The Method of Generated Solutions
for Numerical Verification of ICE
Code
Amjidanutpan Ramanujam, Christopher
Sikorski, Todd Harman*
UUCS-07-006
School of Computing
University of Utah
Salt Lake City, UT 84112 USA
*Department of Mechanical Engineering
University of Utah
Salt Lake City, UT 84112 USA
Abstract
Method of Manufactured Solutions (MMS) is a widely used technique to verify convergence and possible coding errors in numerical algorithms. This method involves designing
analytical solutions satisfying the governing equations that are solved by the numerical algorithm. The solutions investigated by MMS may not resemble the physical solutions. In
order to overcome this limitation, we propose a new verification technique called Method
of Generated Solutions (MGS). The MGS method designs its analytical solutions by approximating or interpolating discrete data from the solver or data measurements from physical experiments. This can be achieved using appropriate mathematical techniques such as
spline interpolation or least-squares approximation.
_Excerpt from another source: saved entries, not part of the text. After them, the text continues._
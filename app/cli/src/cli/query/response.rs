use serde::{Serialize, ser::SerializeStruct};
use store::{
    crypto_transfer::{BalanceChange, CryptoTransfer},
    utils,
};

// Tuple wrapper for CryptoTransfer
pub struct CryptoTransferResponse(pub CryptoTransfer);

impl Serialize for CryptoTransferResponse {
    fn serialize<S>(&self, serializer: S) -> Result<S::Ok, S::Error>
    where
        S: serde::Serializer,
    {
        let t = &self.0;
        let mut state = serializer.serialize_struct("CryptoTransfer", 5)?;
        state.serialize_field("entity_id", &utils::entity_id_to_string(t.entity_id))?;
        state.serialize_field("encoded_entity_id", &t.entity_id)?;
        state.serialize_field(
            "consensus_timestamp",
            &utils::timestamp_to_string(t.consensus_timestamp),
        )?;
        state.serialize_field("consensus_timestamp_ns", &t.consensus_timestamp)?;
        state.serialize_field("amount", &t.amount)?;
        state.end()
    }
}

// Tuple wrapper for BalanceChange
pub struct BalanceChangeResponse(pub BalanceChange);

impl Serialize for BalanceChangeResponse {
    fn serialize<S>(&self, serializer: S) -> Result<S::Ok, S::Error>
    where
        S: serde::Serializer,
    {
        let c = &self.0;
        let mut state = serializer.serialize_struct("BalanceChange", 3)?;
        state.serialize_field("entity_id", &utils::entity_id_to_string(c.entity_id))?;
        state.serialize_field("encoded_entity_id", &c.entity_id)?;
        state.serialize_field("amount", &c.amount)?;
        state.end()
    }
}
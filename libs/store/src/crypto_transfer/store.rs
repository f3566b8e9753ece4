use crate::client::Client;
use crate::crypto_transfer::model::{BalanceChange, CryptoTransfer};
use crate::crypto_transfer::schema::SCHEMA;
use sqlx::Error;

#[derive(Clone)]
pub struct Store {
    client: Client,
}

impl Store {
    pub fn new(client: Client) -> Self {
        Self { client }
    }

    // ---------------------------
    // WRITES
    // ---------------------------

    pub async fn insert_crypto_transfer(&self, transfer: &CryptoTransfer) -> Result<(), Error> {
        sqlx::query(&insert_query())
            .bind(transfer.entity_id)
            .bind(transfer.consensus_timestamp)
            .bind(transfer.amount)
            .execute(self.client.pool())
            .await?;
        tracing::debug!(?transfer, "inserted crypto transfer");
        Ok(())
    }

    /// Writes all rows in a single transaction and returns how many were written.
    pub async fn insert_crypto_transfers(
        &self,
        transfers: &[CryptoTransfer],
    ) -> Result<u64, Error> {
        if transfers.is_empty() {
            return Ok(0);
        }

        let query = insert_query();
        let mut tx = self.client.pool().begin().await?;
        let mut rows = 0;
        for transfer in transfers {
            rows += sqlx::query(&query)
                .bind(transfer.entity_id)
                .bind(transfer.consensus_timestamp)
                .bind(transfer.amount)
                .execute(&mut *tx)
                .await?
                .rows_affected();
        }
        tx.commit().await?;

        tracing::debug!(rows, "inserted crypto transfer batch");
        Ok(rows)
    }

    // ---------------------------
    // READS
    // ---------------------------

    pub async fn get_crypto_transfers_by_entity_id(
        &self,
        entity_id: i64,
    ) -> Result<Vec<CryptoTransfer>, Error> {
        let query = format!(
            "SELECT {} FROM {} WHERE entity_id = ? ORDER BY consensus_timestamp ASC",
            SCHEMA.column_list(),
            SCHEMA.name
        );
        let transfers =
            sqlx::query_as(&query).bind(entity_id).fetch_all(self.client.pool()).await?;

        Ok(transfers)
    }

    /// Both bounds are inclusive.
    pub async fn get_crypto_transfers_between_timestamps(
        &self,
        from_timestamp: i64,
        to_timestamp: i64,
    ) -> Result<Vec<CryptoTransfer>, Error> {
        let query = format!(
            "SELECT {} FROM {} WHERE consensus_timestamp BETWEEN ? AND ? \
             ORDER BY consensus_timestamp ASC, entity_id ASC",
            SCHEMA.column_list(),
            SCHEMA.name
        );
        let transfers = sqlx::query_as(&query)
            .bind(from_timestamp)
            .bind(to_timestamp)
            .fetch_all(self.client.pool())
            .await?;

        Ok(transfers)
    }

    /// Net amount per entity for `from_timestamp < consensus_timestamp <= to_timestamp`.
    pub async fn get_balance_changes(
        &self,
        from_timestamp: i64,
        to_timestamp: i64,
    ) -> Result<Vec<BalanceChange>, Error> {
        let query = format!(
            "SELECT entity_id, SUM(amount) AS amount FROM {} \
             WHERE consensus_timestamp > ? AND consensus_timestamp <= ? \
             GROUP BY entity_id ORDER BY entity_id ASC",
            SCHEMA.name
        );
        let changes = sqlx::query_as(&query)
            .bind(from_timestamp)
            .bind(to_timestamp)
            .fetch_all(self.client.pool())
            .await?;

        Ok(changes)
    }

    pub async fn count(&self) -> Result<i64, Error> {
        let query = format!("SELECT COUNT(*) FROM {}", SCHEMA.name);
        let (count,): (i64,) = sqlx::query_as(&query).fetch_one(self.client.pool()).await?;

        Ok(count)
    }
}

fn insert_query() -> String {
    format!(
        "INSERT INTO {} ({}) VALUES ({})",
        SCHEMA.name,
        SCHEMA.column_list(),
        SCHEMA.placeholders()
    )
}
//! Table mapping for [`CryptoTransfer`](crate::crypto_transfer::CryptoTransfer).
//!
//! The model carries no storage attributes; readers and writers consult
//! [`SCHEMA`] for the table and column names instead.

use crate::crypto_transfer::TABLE_NAME;

#[derive(Debug, Clone, Copy, PartialEq, Eq)]
pub enum ColumnType {
    BigInt,
}

impl ColumnType {
    pub const fn sql(self) -> &'static str {
        match self {
            ColumnType::BigInt => "BIGINT",
        }
    }
}

#[derive(Debug, Clone, Copy, PartialEq, Eq)]
pub struct Column {
    pub name: &'static str,
    pub column_type: ColumnType,
}

#[derive(Debug, Clone, Copy, PartialEq, Eq)]
pub struct TableSchema {
    pub name: &'static str,
    pub columns: &'static [Column],
}

pub const ENTITY_ID: Column = Column { name: "entity_id", column_type: ColumnType::BigInt };
pub const CONSENSUS_TIMESTAMP: Column =
    Column { name: "consensus_timestamp", column_type: ColumnType::BigInt };
pub const AMOUNT: Column = Column { name: "amount", column_type: ColumnType::BigInt };

pub const SCHEMA: TableSchema =
    TableSchema { name: TABLE_NAME, columns: &[ENTITY_ID, CONSENSUS_TIMESTAMP, AMOUNT] };

impl TableSchema {
    /// Comma separated column names in declaration order.
    pub fn column_list(&self) -> String {
        self.columns.iter().map(|c| c.name).collect::<Vec<_>>().join(", ")
    }

    /// One `?` bind placeholder per column.
    pub fn placeholders(&self) -> String {
        vec!["?"; self.columns.len()].join(", ")
    }
}
//! Built-in series catalogs and the macro category splits.
//!
//! Every list here can be replaced from the TOML config; these are the
//! defaults used when a config file does not name its own.

use macrolab_core::{Category, SeriesMeta};
use serde::{Deserialize, Serialize};

/// A subset of the merged macro table written to its own file.
#[derive(Debug, Clone, PartialEq, Eq, Serialize, Deserialize)]
pub struct MacroSplit {
    pub file: String,
    pub columns: Vec<String>,
}

impl MacroSplit {
    pub fn new(file: &str, columns: &[&str]) -> Self {
        Self {
            file: file.to_string(),
            columns: columns.iter().map(|c| c.to_string()).collect(),
        }
    }
}

fn metas<'a>(
    category: Category,
    entries: &'a [(&'a str, &'a str)],
) -> impl Iterator<Item = SeriesMeta> + 'a {
    entries
        .iter()
        .map(move |(key, name)| SeriesMeta::new(*key, *name, category))
}

/// Index, sector, bond, commodity, international and volatility ETFs.
pub fn default_etfs() -> Vec<SeriesMeta> {
    let mut out = Vec::with_capacity(27);

    // Index
    out.extend(metas(
        Category::EquityEtf,
        &[
            ("SPY", "SPDR S&P 500 ETF"),
            ("QQQ", "Invesco QQQ Trust (NASDAQ-100)"),
            ("IWM", "iShares Russell 2000 ETF"),
            ("DIA", "SPDR Dow Jones Industrial Average ETF"),
        ],
    ));

    // Sector
    out.extend(metas(
        Category::EquityEtf,
        &[
            ("XLF", "Financial Select Sector SPDR"),
            ("XLK", "Technology Select Sector SPDR"),
            ("XLE", "Energy Select Sector SPDR"),
            ("XLV", "Health Care Select Sector SPDR"),
            ("XLI", "Industrial Select Sector SPDR"),
            ("XLU", "Utilities Select Sector SPDR"),
            ("XLP", "Consumer Staples Select Sector SPDR"),
            ("XLY", "Consumer Discretionary Select Sector SPDR"),
            ("XLB", "Materials Select Sector SPDR"),
            ("XLRE", "Real Estate Select Sector SPDR"),
        ],
    ));

    out.extend(metas(
        Category::BondEtf,
        &[
            ("TLT", "iShares 20+ Year Treasury Bond ETF"),
            ("IEF", "iShares 7-10 Year Treasury Bond ETF"),
            ("LQD", "iShares iBoxx Investment Grade Corporate Bond ETF"),
            ("HYG", "iShares iBoxx High Yield Corporate Bond ETF"),
            ("AGG", "iShares Core U.S. Aggregate Bond ETF"),
        ],
    ));

    out.extend(metas(
        Category::Commodity,
        &[
            ("GLD", "SPDR Gold Shares"),
            ("SLV", "iShares Silver Trust"),
            ("USO", "United States Oil Fund"),
        ],
    ));

    // International and volatility
    out.extend(metas(
        Category::EquityEtf,
        &[
            ("EEM", "iShares MSCI Emerging Markets ETF"),
            ("EFA", "iShares MSCI EAFE ETF"),
            ("VWO", "Vanguard FTSE Emerging Markets ETF"),
            ("FXI", "iShares China Large-Cap ETF"),
            ("VXX", "iPath Series B S&P 500 VIX Short-Term Futures ETN"),
        ],
    ));

    out
}

pub fn default_commodities() -> Vec<SeriesMeta> {
    metas(
        Category::Commodity,
        &[("CL=F", "Crude Oil (WTI)"), ("GC=F", "Gold"), ("HG=F", "Copper")],
    )
    .collect()
}

/// FRED series ids with their descriptions.
pub fn default_macro_series() -> Vec<SeriesMeta> {
    let mut out = Vec::with_capacity(15);
    out.extend(metas(
        Category::PriceIndex,
        &[
            ("CPIAUCSL", "CPI All Urban Consumers (Seasonally Adjusted)"),
            ("CPILFESL", "Core CPI (Less Food and Energy)"),
        ],
    ));
    out.extend(metas(
        Category::Rate,
        &[
            ("FEDFUNDS", "Federal Funds Effective Rate"),
            ("DGS10", "10-Year Treasury Constant Maturity Rate"),
            ("DGS2", "2-Year Treasury Constant Maturity Rate"),
            ("DGS30", "30-Year Treasury Constant Maturity Rate"),
            ("MORTGAGE30US", "30-Year Fixed Rate Mortgage Average"),
        ],
    ));
    out.extend(metas(
        Category::EconomicActivity,
        &[("MANEMP", "Manufacturing Employment")],
    ));
    out.extend(metas(
        Category::SurveyIndex,
        &[
            ("NAPM", "ISM Manufacturing: PMI Composite Index"),
            ("NAPMNOI", "ISM Manufacturing: New Orders Index"),
            ("NAPMPI", "ISM Manufacturing: Production Index"),
        ],
    ));
    out.extend(metas(
        Category::EconomicActivity,
        &[("UNRATE", "Unemployment Rate"), ("GDPC1", "Real GDP")],
    ));
    out.extend(metas(Category::PriceIndex, &[("PCEPI", "PCE Price Index")]));
    out.extend(metas(
        Category::Rate,
        &[("T10Y2Y", "10-Year Treasury Minus 2-Year Treasury (Yield Curve)")],
    ));
    out
}

pub fn default_macro_splits() -> Vec<MacroSplit> {
    vec![
        MacroSplit::new("cpi_data.csv", &["CPIAUCSL", "CPILFESL", "PCEPI"]),
        MacroSplit::new(
            "interest_rate_data.csv",
            &["FEDFUNDS", "DGS2", "DGS10", "DGS30", "MORTGAGE30US", "T10Y2Y"],
        ),
        MacroSplit::new("pmi_data.csv", &["NAPM", "NAPMNOI", "NAPMPI", "MANEMP"]),
    ]
}

/// `CL=F` → `cl_futures.csv`.
pub fn contract_file_name(symbol: &str) -> String {
    format!("{}_futures.csv", symbol.replace("=F", "").to_lowercase())
}
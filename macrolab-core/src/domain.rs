//! Domain types: series identity, date ranges, observations, and the immutable series.
//!
//! A `Series` is built once per run from normalized provider data and never
//! mutated afterwards. Derived columns (dollar volume, percent changes) produce a
//! new `Series` value rather than editing the fetched one.

use chrono::NaiveDate;
use serde::{Deserialize, Serialize};
use std::fmt;
use thiserror::Error;

/// What kind of instrument or statistic a series measures.
#[derive(Debug, Clone, Copy, PartialEq, Eq, Hash, PartialOrd, Ord, Serialize, Deserialize)]
#[serde(rename_all = "snake_case")]
pub enum Category {
    Commodity,
    EquityEtf,
    BondEtf,
    Rate,
    PriceIndex,
    SurveyIndex,
    EconomicActivity,
    /// Series reloaded from a flat file without catalog context.
    Other,
}

impl Category {
    pub fn as_str(&self) -> &'static str {
        match self {
            Category::Commodity => "commodity",
            Category::EquityEtf => "equity_etf",
            Category::BondEtf => "bond_etf",
            Category::Rate => "rate",
            Category::PriceIndex => "price_index",
            Category::SurveyIndex => "survey_index",
            Category::EconomicActivity => "economic_activity",
            Category::Other => "other",
        }
    }
}

impl fmt::Display for Category {
    fn fmt(&self, f: &mut fmt::Formatter<'_>) -> fmt::Result {
        f.write_str(self.as_str())
    }
}

/// Identity of a series: provider key, display name, category.
#[derive(Debug, Clone, PartialEq, Eq, Serialize, Deserialize)]
pub struct SeriesMeta {
    pub key: String,
    pub name: String,
    pub category: Category,
}

impl SeriesMeta {
    pub fn new(key: impl Into<String>, name: impl Into<String>, category: Category) -> Self {
        Self {
            key: key.into(),
            name: name.into(),
            category,
        }
    }
}

/// Half-open calendar range `[start, end)`.
#[derive(Debug, Clone, Copy, PartialEq, Eq, Serialize, Deserialize)]
pub struct DateRange {
    start: NaiveDate,
    end: NaiveDate,
}

#[derive(Debug, Error, PartialEq, Eq)]
#[error("empty date range: start {start} is not before end {end}")]
pub struct EmptyRangeError {
    pub start: NaiveDate,
    pub end: NaiveDate,
}

impl DateRange {
    pub fn new(start: NaiveDate, end: NaiveDate) -> Result<Self, EmptyRangeError> {
        if start >= end {
            return Err(EmptyRangeError { start, end });
        }
        Ok(Self { start, end })
    }

    pub fn start(&self) -> NaiveDate {
        self.start
    }

    /// Exclusive upper bound.
    pub fn end(&self) -> NaiveDate {
        self.end
    }

    /// Last day inside the range.
    pub fn last_day(&self) -> NaiveDate {
        self.end.pred_opt().unwrap_or(self.start)
    }

    pub fn contains(&self, date: NaiveDate) -> bool {
        date >= self.start && date < self.end
    }
}

/// One dated row of a series. `values` is parallel to the series' field list.
#[derive(Debug, Clone, PartialEq)]
pub struct Observation {
    pub date: NaiveDate,
    pub values: Vec<Option<f64>>,
}

impl Observation {
    pub fn new(date: NaiveDate, values: Vec<Option<f64>>) -> Self {
        Self { date, values }
    }

    pub fn get(&self, index: usize) -> Option<f64> {
        self.values.get(index).copied().flatten()
    }
}

/// Structural violations rejected by `Series::new`.
#[derive(Debug, Error, PartialEq)]
pub enum SeriesError {
    #[error("series '{key}': observation on {date} has {got} values, expected {expected}")]
    FieldCountMismatch {
        key: String,
        date: NaiveDate,
        got: usize,
        expected: usize,
    },

    #[error("series '{key}': dates must be strictly increasing (saw {date} after {previous})")]
    NotIncreasing {
        key: String,
        previous: NaiveDate,
        date: NaiveDate,
    },

    #[error("series '{key}': non-finite value in field '{field}' on {date}")]
    NonFinite {
        key: String,
        field: String,
        date: NaiveDate,
    },

    #[error("series '{key}': field '{field}' already exists")]
    DuplicateField { key: String, field: String },

    #[error("series '{key}': field '{field}' has {got} values for {expected} observations")]
    LengthMismatch {
        key: String,
        field: String,
        got: usize,
        expected: usize,
    },
}

/// A named, dated sequence of observations with unique, ascending dates.
#[derive(Debug, Clone, PartialEq)]
pub struct Series {
    meta: SeriesMeta,
    fields: Vec<String>,
    observations: Vec<Observation>,
}

impl Series {
    /// Build a series, checking field widths, date order, and finiteness.
    pub fn new(
        meta: SeriesMeta,
        fields: Vec<String>,
        observations: Vec<Observation>,
    ) -> Result<Self, SeriesError> {
        for (i, field) in fields.iter().enumerate() {
            if fields[..i].contains(field) {
                return Err(SeriesError::DuplicateField {
                    key: meta.key.clone(),
                    field: field.clone(),
                });
            }
        }

        let mut previous: Option<NaiveDate> = None;
        for obs in &observations {
            if obs.values.len() != fields.len() {
                return Err(SeriesError::FieldCountMismatch {
                    key: meta.key.clone(),
                    date: obs.date,
                    got: obs.values.len(),
                    expected: fields.len(),
                });
            }
            if let Some(prev) = previous {
                if obs.date <= prev {
                    return Err(SeriesError::NotIncreasing {
                        key: meta.key.clone(),
                        previous: prev,
                        date: obs.date,
                    });
                }
            }
            for (field, value) in fields.iter().zip(&obs.values) {
                if matches!(value, Some(v) if !v.is_finite()) {
                    return Err(SeriesError::NonFinite {
                        key: meta.key.clone(),
                        field: field.clone(),
                        date: obs.date,
                    });
                }
            }
            previous = Some(obs.date);
        }

        Ok(Self {
            meta,
            fields,
            observations,
        })
    }

    pub fn meta(&self) -> &SeriesMeta {
        &self.meta
    }

    pub fn key(&self) -> &str {
        &self.meta.key
    }

    pub fn name(&self) -> &str {
        &self.meta.name
    }

    pub fn category(&self) -> Category {
        self.meta.category
    }

    pub fn fields(&self) -> &[String] {
        &self.fields
    }

    pub fn observations(&self) -> &[Observation] {
        &self.observations
    }

    pub fn len(&self) -> usize {
        self.observations.len()
    }

    pub fn is_empty(&self) -> bool {
        self.observations.is_empty()
    }

    pub fn field_index(&self, field: &str) -> Option<usize> {
        self.fields.iter().position(|f| f == field)
    }

    pub fn first_date(&self) -> Option<NaiveDate> {
        self.observations.first().map(|o| o.date)
    }

    pub fn last_date(&self) -> Option<NaiveDate> {
        self.observations.last().map(|o| o.date)
    }

    /// Values of one field, in date order. `None` if the field does not exist.
    pub fn column(&self, field: &str) -> Option<Vec<Option<f64>>> {
        let idx = self.field_index(field)?;
        Some(self.observations.iter().map(|o| o.get(idx)).collect())
    }

    /// Return a new series with one more field appended.
    ///
    /// `values` must have one entry per observation; non-finite values become absent.
    pub fn with_field(
        &self,
        field: impl Into<String>,
        values: Vec<Option<f64>>,
    ) -> Result<Self, SeriesError> {
        let field = field.into();
        if self.fields.contains(&field) {
            return Err(SeriesError::DuplicateField {
                key: self.meta.key.clone(),
                field,
            });
        }
        if values.len() != self.observations.len() {
            return Err(SeriesError::LengthMismatch {
                key: self.meta.key.clone(),
                field,
                got: values.len(),
                expected: self.observations.len(),
            });
        }

        let mut fields = self.fields.clone();
        fields.push(field);
        let observations = self
            .observations
            .iter()
            .zip(values)
            .map(|(obs, v)| {
                let mut row = obs.values.clone();
                row.push(v.filter(|x| x.is_finite()));
                Observation::new(obs.date, row)
            })
            .collect();

        Ok(Self {
            meta: self.meta.clone(),
            fields,
            observations,
        })
    }
}
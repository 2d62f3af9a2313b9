//! `manifest.json`: one entry per written file, with a BLAKE3 content hash.
//!
//! Jobs run at different times share one manifest; recording a file replaces
//! its previous entry and leaves every other entry alone.

use serde::{Deserialize, Serialize};
use std::collections::BTreeMap;
use std::io;
use std::path::{Path, PathBuf};
use thiserror::Error;

pub const MANIFEST_FILE: &str = "manifest.json";

#[derive(Debug, Error)]
pub enum ManifestError {
    #[error("manifest I/O on {}: {source}", .path.display())]
    Io {
        path: PathBuf,
        #[source]
        source: io::Error,
    },

    #[error("cannot read CSV header of {}: {source}", .path.display())]
    Csv {
        path: PathBuf,
        #[source]
        source: csv::Error,
    },

    #[error("manifest {} is not valid JSON: {source}", .path.display())]
    Json {
        path: PathBuf,
        #[source]
        source: serde_json::Error,
    },
}

#[derive(Debug, Clone, PartialEq, Eq, Serialize, Deserialize)]
pub struct ManifestEntry {
    pub job: String,
    pub rows: usize,
    pub columns: Vec<String>,
    pub blake3: String,
}

#[derive(Debug, Clone, Default, PartialEq, Eq, Serialize, Deserialize)]
pub struct Manifest {
    pub files: BTreeMap<String, ManifestEntry>,
}

impl Manifest {
    /// Load `<dir>/manifest.json`, or an empty manifest if there is none yet.
    pub fn load(dir: &Path) -> Result<Self, ManifestError> {
        let path = dir.join(MANIFEST_FILE);
        let text = match std::fs::read_to_string(&path) {
            Ok(text) => text,
            Err(e) if e.kind() == io::ErrorKind::NotFound => return Ok(Self::default()),
            Err(source) => return Err(ManifestError::Io { path, source }),
        };
        serde_json::from_str(&text).map_err(|source| ManifestError::Json { path, source })
    }

    pub fn save(&self, dir: &Path) -> Result<PathBuf, ManifestError> {
        let path = dir.join(MANIFEST_FILE);
        let json = serde_json::to_string_pretty(self).map_err(|source| ManifestError::Json {
            path: path.clone(),
            source,
        })?;
        std::fs::write(&path, json).map_err(|source| ManifestError::Io {
            path: path.clone(),
            source,
        })?;
        Ok(path)
    }

    /// Hash the CSV file at `path` and record it under its file name.
    ///
    /// Rows and columns are read back from the file, so the entry describes
    /// exactly what was written.
    pub fn record(&mut self, job: &str, path: &Path) -> Result<(), ManifestError> {
        let bytes = std::fs::read(path).map_err(|source| ManifestError::Io {
            path: path.to_path_buf(),
            source,
        })?;
        let csv_error = |source| ManifestError::Csv {
            path: path.to_path_buf(),
            source,
        };
        let mut rdr = csv::Reader::from_reader(bytes.as_slice());
        let columns: Vec<String> = rdr
            .headers()
            .map_err(csv_error)?
            .iter()
            .map(str::to_string)
            .collect();
        let mut rows = 0;
        for record in rdr.records() {
            record.map_err(csv_error)?;
            rows += 1;
        }

        let name = path
            .file_name()
            .map(|n| n.to_string_lossy().into_owned())
            .unwrap_or_else(|| path.display().to_string());
        self.files.insert(
            name,
            ManifestEntry {
                job: job.to_string(),
                rows,
                columns,
                blake3: blake3::hash(&bytes).to_hex().to_string(),
            },
        );
        Ok(())
    }
}
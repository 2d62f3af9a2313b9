//! Source adapter trait, raw record types, and structured fetch errors.
//!
//! The SourceAdapter trait abstracts over data sources (Yahoo chart API, FRED
//! CSV export, compiled datasets) so jobs can swap implementations and mock
//! them in tests. Adapters return raw provider records; the `Normalizer` each
//! adapter supplies turns them into a canonical `Series`.

use crate::domain::{DateRange, SeriesError};
use crate::normalize::Normalizer;
use chrono::NaiveDate;
use thiserror::Error;

/// A field value exactly as the provider delivered it.
#[derive(Debug, Clone, PartialEq)]
pub enum RawValue {
    /// JSON null or an otherwise explicit "nothing".
    Null,
    Number(f64),
    Text(String),
}

impl From<Option<f64>> for RawValue {
    fn from(value: Option<f64>) -> Self {
        value.map_or(RawValue::Null, RawValue::Number)
    }
}

/// A record date, parsed by the adapter when it could be.
#[derive(Debug, Clone, PartialEq)]
pub enum RawDate {
    Day(NaiveDate),
    Text(String),
}

#[derive(Debug, Clone, PartialEq)]
pub struct RawRecord {
    pub date: RawDate,
    /// Parallel to `RawSeries::fields`.
    pub values: Vec<RawValue>,
}

/// Provider response for one series key, before normalization.
#[derive(Debug, Clone, PartialEq)]
pub struct RawSeries {
    pub key: String,
    pub source: String,
    /// Provider field names, e.g. `close` or `value`.
    pub fields: Vec<String>,
    pub records: Vec<RawRecord>,
}

/// Structured errors for a single-series fetch.
///
/// Every variant is per-series: jobs log it, drop the series, and continue.
#[derive(Debug, Error)]
pub enum SourceError {
    #[error("{source_name} unavailable for '{key}': {reason}")]
    SourceUnavailable {
        source_name: String,
        key: String,
        reason: String,
    },

    #[error("{source_name} returned no data for '{key}'")]
    EmptySeries { source_name: String, key: String },

    #[error("{source_name} response for '{key}' has an unexpected shape: {reason}")]
    MalformedResponse {
        source_name: String,
        key: String,
        reason: String,
    },

    #[error(transparent)]
    Series(#[from] SeriesError),
}

impl SourceError {
    pub fn unavailable(source: &str, key: &str, reason: impl Into<String>) -> Self {
        SourceError::SourceUnavailable {
            source_name: source.to_string(),
            key: key.to_string(),
            reason: reason.into(),
        }
    }

    pub fn empty(source: &str, key: &str) -> Self {
        SourceError::EmptySeries {
            source_name: source.to_string(),
            key: key.to_string(),
        }
    }

    pub fn malformed(source: &str, key: &str, reason: impl Into<String>) -> Self {
        SourceError::MalformedResponse {
            source_name: source.to_string(),
            key: key.to_string(),
            reason: reason.into(),
        }
    }
}

/// Trait for data sources (Yahoo chart API, FRED, compiled datasets).
///
/// One `fetch` issues at most one logical request; pacing between calls is
/// the caller's job.
pub trait SourceAdapter: Send + Sync {
    /// Human-readable name of this source.
    fn name(&self) -> &str;

    /// Fetch raw records for `key` over the half-open `range`.
    fn fetch(&self, key: &str, range: DateRange) -> Result<RawSeries, SourceError>;

    /// Field renames and sentinels for this source's payloads.
    fn normalizer(&self) -> Normalizer;
}

/// Progress callback for multi-series fetches.
pub trait FetchProgress: Send + Sync {
    fn on_start(&self, key: &str, index: usize, total: usize);

    fn on_complete(
        &self,
        key: &str,
        index: usize,
        total: usize,
        result: Result<usize, &SourceError>,
    );

    fn on_batch_complete(&self, succeeded: usize, failed: usize, total: usize);
}

/// Progress reporter that emits `tracing` events.
pub struct LogProgress;

impl FetchProgress for LogProgress {
    fn on_start(&self, key: &str, index: usize, total: usize) {
        tracing::info!(key, "[{}/{}] fetching", index + 1, total);
    }

    fn on_complete(
        &self,
        key: &str,
        _index: usize,
        _total: usize,
        result: Result<usize, &SourceError>,
    ) {
        match result {
            Ok(rows) => tracing::info!(key, rows, "fetched"),
            Err(e) => tracing::warn!(key, error = %e, "fetch failed, series skipped"),
        }
    }

    fn on_batch_complete(&self, succeeded: usize, failed: usize, total: usize) {
        tracing::info!(succeeded, failed, total, "fetch batch complete");
    }
}

/// Progress reporter that stays silent (tests, library callers).
pub struct NoProgress;

impl FetchProgress for NoProgress {
    fn on_start(&self, _key: &str, _index: usize, _total: usize) {}

    fn on_complete(
        &self,
        _key: &str,
        _index: usize,
        _total: usize,
        _result: Result<usize, &SourceError>,
    ) {
    }

    fn on_batch_complete(&self, _succeeded: usize, _failed: usize, _total: usize) {}
}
The analytical solutions obtained in
that way will closely resemble the physical solutions. Hence, the verification results based
on these analytical solutions will provide us with an accurate benchmark of the solver’s
capabilities. The proposed MGS method is implemented and utilized to verify ICE (Implicit, Continuous fluid, Eulerian), a semi-implicit finite volume solver, that simulates fluid
phenomena.
Floating point analysis of the time-stepping summations in the ICE algorithm was also
performed. The condition numbers of such summations are evaluated and possible use of
a corrective summation algorithm was explored.